In the response, the state argued that the release of two-thirds of the state’s prison population would endanger communities across the state, and threaten the health and safety of inmates released without housing, jobs and medical care.
They argued that the Covid-19 response was satisfactory, given they had implemented steps to mitigate Covid-19 risks, including enhanced screening, provided education to inmates on the coronavirus, approved the use of alcohol-based hand sanitizer, and made sure free soap and hand washing spots were available.
Columbia Legal responded to that response, writing that the Department of Corrections hadn't been following Centers for Disease Control guidance that recommended close contacts of those who test positive for Covid-19 be quarantined individually, instead of in a group setting.
They wrote that quarantined and non-quarantined people continue to be allowed in close contact in the same areas. The legal response quoted Secretary Sinclair speaking at the press conference.

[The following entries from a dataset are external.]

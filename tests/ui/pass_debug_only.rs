use fixturize::Fixture;

#[derive(Fixture)]
#[fixture(debug_only)]
pub struct Probe {
    pub reading: f32,
}

fn main() {
    #[cfg(debug_assertions)]
    assert_eq!(Probe::fixture().reading, 0.0);
}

"Rather than take the steps necessary to protect people in DOC’s custody from an imminent Covid-19 outbreak, Secretary Sinclair, the Governor, and DOC are relying on hope," Columbia Legal lawyers wrote.
Others agencies, such as the National Association for the Advancement of Colored People, have put their own proposals before the governor. The NAACP's proposition would create additional space within prisons, to prevent the spread of coronavirus.
The proposal called for the release of all prisoners whose crimes were committed before 1984 (geriatric and vulnerable inmates), release of all prisoners from the remote camp facilities throughout the state, and use the camps to house prisoners impacted by COVID-19.
"Camp prisoners have four years or less remaining on their sentences and are getting out anyway. Camp prisoners work out in the community every day, and therefore do not pose a public safety concern because they are already out in the community," wrote Gerald Hankerson, President of the Alaska, Oregon and Washington State Area Conference of the NAACP.
Hankerson estimated these moves would provide the Department of Corrections with 2,000-plus beds for isolating and treating prisoners and staff impacted by coronavirus.
By Friday evening, the court had called on Gov. Inslee and Sinclair to "immediately exercise their authority to take all necessary steps to protect the health and safety of the named petitioners and all Department of Corrections inmates in response to the Covid-19 outbreak."
They have until noon Monday to outline the steps taken and emergency plans they have to protect state prison populations.
Until then, inmates across the state continue to speak out.
Bourgeois said it is noteworthy that the protest was in the minimum security unit in Monroe.
“Everyone there is serving under four years and all of them have the most to lose in respect to getting involved in disciplinary conduct,” he said.
He said it’s a bellwether for what is likely to happen over the coming weeks within prison systems across the country, if the pandemic is not handled effectively by correctional systems.
It didn't take long.
On Thursday evening, another inmate protest took place at the Cedar Creek Correctional Center in Little Rock, Washington.
It ended at 12:30 a.m. after inmates peacefully stood outside and called for safer living conditions for themselves and officers.
Speaking from the prison courtyard to reporters, they said it’s impossible to social distance while inside and too much cross contamination was happening between guards and inmates.
“Please help us,” one prisoner voice rang out, from the other side of a chain link fence.
“Nobody in here signed up for a life sentence,” another followed.